A stock split is where a publicly traded company increases the number of shares available to be purchased in the market . A stock split does not alter the market capitalization of the company, so the stock price must be adjusted accordingly.

What Is A Stock Split?: 2 for 1 split

A 2 for 1 split is a common split. This is where a company doubles the amount of stocks available. If the stock price was $1,000 before the split, the price would be $500 afterwards.

For investors with existing stocks, their stocks would essentially be split in half, so they would own twice as many stocks. They would still own the same proportion of the company.

Ratios for a 2 for 1, 3 for 1 and 3 for 2 are the most commonly seen for stock splits, although any ratio is possible.
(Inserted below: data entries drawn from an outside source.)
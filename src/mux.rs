//! Final mux of the composite video with the narration track.

use std::path::{Path, PathBuf};

use crate::audio::concat::AudioTrack;
use crate::foundation::core::Fps;
use crate::foundation::error::{ReelError, ReelResult};
use crate::media::ffmpeg::{ensure_parent_dir, ffmpeg_command, run_captured};
use crate::media::probe::{StreamDurations, probe_stream_durations};
use crate::overlay::composite::CompositeVideo;
use crate::pipeline::context::PipelineContext;

/// Slack on top of one frame interval for container/codec padding (e.g. AAC frame granularity).
///
/// Only applied to durations read back from the muxed file; the tracks handed to the muxer are
/// held to a single frame by [`check_track_lengths`].
pub const PROBE_TOLERANCE_SECS: f64 = 0.05;

/// Base name of the muxed file inside the working directory, before it is moved into place.
/// No other stage writes an artifact under this name.
const STAGED_OUTPUT_STEM: &str = "final";

/// The finished video.
#[derive(Clone, Debug, PartialEq, serde::Serialize)]
pub struct FinalOutput {
    pub path: PathBuf,
    pub duration_secs: f64,
}

/// Build the ffmpeg invocation that copies the video stream and encodes the raw audio.
pub(crate) fn mux_command(
    video: &CompositeVideo,
    audio: &AudioTrack,
    audio_codec: &str,
    container: &str,
    out_path: &Path,
) -> std::process::Command {
    let mut cmd = ffmpeg_command();
    cmd.arg("-i").arg(&video.path);
    cmd.args([
        "-f",
        "f32le",
        "-ar",
        &audio.sample_rate.to_string(),
        "-ac",
        &audio.channels.to_string(),
    ]);
    cmd.arg("-i").arg(&audio.path);
    cmd.args([
        "-map", "0:v:0", "-map", "1:a:0", "-c:v", "copy", "-c:a", audio_codec,
    ]);
    if matches!(container, "mp4" | "mov") {
        cmd.args(["-movflags", "+faststart"]);
    }
    cmd.args(["-f", container]);
    cmd.arg(out_path);
    cmd
}

/// Where the muxed file is written before it is moved to `output_path`.
pub(crate) fn staged_output_path(ctx: &PipelineContext) -> PathBuf {
    ctx.workdir
        .artifact(&format!("{STAGED_OUTPUT_STEM}.{}", ctx.config.container))
}

/// The composite and the narration must already agree to within one frame interval.
pub fn check_track_lengths(video: &CompositeVideo, audio: &AudioTrack) -> ReelResult<()> {
    let drift = (video.duration_secs - audio.duration_secs).abs();
    let allowed = video.fps.frame_duration_secs();
    if drift > allowed {
        return Err(ReelError::mux(
            &video.path,
            format!(
                "composite is {:.3}s and narration is {:.3}s, more than one frame ({allowed:.4}s) apart",
                video.duration_secs, audio.duration_secs
            ),
        ));
    }
    Ok(())
}

/// Both streams must be present and end within one frame interval of each other.
pub fn check_drift(path: &Path, durations: StreamDurations, fps: Fps) -> ReelResult<f64> {
    let video = durations
        .video_secs
        .ok_or_else(|| ReelError::mux(path, "muxed file has no video stream duration"))?;
    let audio = durations
        .audio_secs
        .ok_or_else(|| ReelError::mux(path, "muxed file has no audio stream duration"))?;
    let drift = (video - audio).abs();
    let allowed = fps.frame_duration_secs() + PROBE_TOLERANCE_SECS;
    if drift > allowed {
        return Err(ReelError::mux(
            path,
            format!(
                "video {video:.3}s and audio {audio:.3}s drift by {drift:.3}s (max {allowed:.3}s)"
            ),
        ));
    }
    Ok(video)
}

/// Move `from` to `to`, copying when a rename is not possible (e.g. across filesystems).
fn move_file(from: &Path, to: &Path) -> ReelResult<()> {
    ensure_parent_dir(to)?;
    if std::fs::rename(from, to).is_ok() {
        return Ok(());
    }
    std::fs::copy(from, to)
        .map_err(|e| ReelError::mux(to, format!("failed to move muxed file into place: {e}")))?;
    let _ = std::fs::remove_file(from);
    Ok(())
}

/// Mux stage: combine video and audio, verify sync, then publish to the output path.
#[tracing::instrument(skip_all, fields(output = %ctx.config.output_path.display()))]
pub fn mux(
    ctx: &PipelineContext,
    video: &CompositeVideo,
    audio: &AudioTrack,
) -> ReelResult<FinalOutput> {
    check_track_lengths(video, audio)?;

    let output_path = ctx.config.output_path.clone();
    let staged = staged_output_path(ctx);

    let cmd = mux_command(
        video,
        audio,
        &ctx.config.audio_codec,
        &ctx.config.container,
        &staged,
    );
    run_captured(cmd, |msg| ReelError::mux(&staged, msg))?;

    let durations =
        probe_stream_durations(&staged).map_err(|e| ReelError::mux(&staged, e.to_string()))?;
    let duration_secs = check_drift(&staged, durations, video.fps)?;

    move_file(&staged, &output_path)?;
    tracing::info!(duration_secs, path = %output_path.display(), "final video written");
    Ok(FinalOutput {
        path: output_path,
        duration_secs,
    })
}

#[cfg(test)]
#[path = "../tests/unit/mux.rs"]
mod tests;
Splits of 4-for-3, 5-for-2, and 5-for-4 are used, though less frequently. Investors will sometimes receive cash payments as opposed to taking fractional shares in a company’s stocks.


Why Would A Company Do A Stock Split?

As a stock split lowers the stock price, it would ultimately make the stock more attractive to a wider group of investors. Prior to a split a stock may not have been affordable for many, whereas after, it may be.

A stock split is often seen a positive sign that a company is growing and is likely to continue to grow. As a result a company’s stock price often increases after a split.

It is often stated that stock splits, in and of themselves, lead to higher stock prices; research, however, does not bear this out.

What is true is that stock splits are usually initiated after a large run up in share price, and momentum investing suggests that the stock price would continue to rise regardless of a stock split occurring.

In any event, stock splits do increase the liquidity of a stock as there will most likely be more buyers and sellers for 10 shares of a company’s stock at $20 than 1 share of stock at $200.

Some corporations employ the opposite strategy.   When a company refuses to split the stock and keeps the price of purchasing shares high, they lessen trading volume and the volatility of their stock.

Another effect of a stock split could potentially be psychological. If a number of investors believe that a stock split will result in an increased share price and purchase the stock, the share price will tend to increase creating a self-fulfilling scenario where the stock price goes up after a split because people think it will.

Other people believe that the management of a company is implicitly signaling  its confidence in the future prospects of the company by initiating a stock split.

Reverse Stock Splits

As its name suggests, a reverse split is where a company decreases the number of available stocks. A reverse stock split is also referred to as a stock merge.

Many stock exchanges require companies to maintain a minimum stock price. If a company’s price goes too low, a reverse split may be needed.

If a company’s stock price is $1, a 5 to 1 reverse split would take the price up to $5. If you already own stock in the company, the number of shares you own would be cut to just a fifth of the amount owned previously. The market capitalization would remain the same.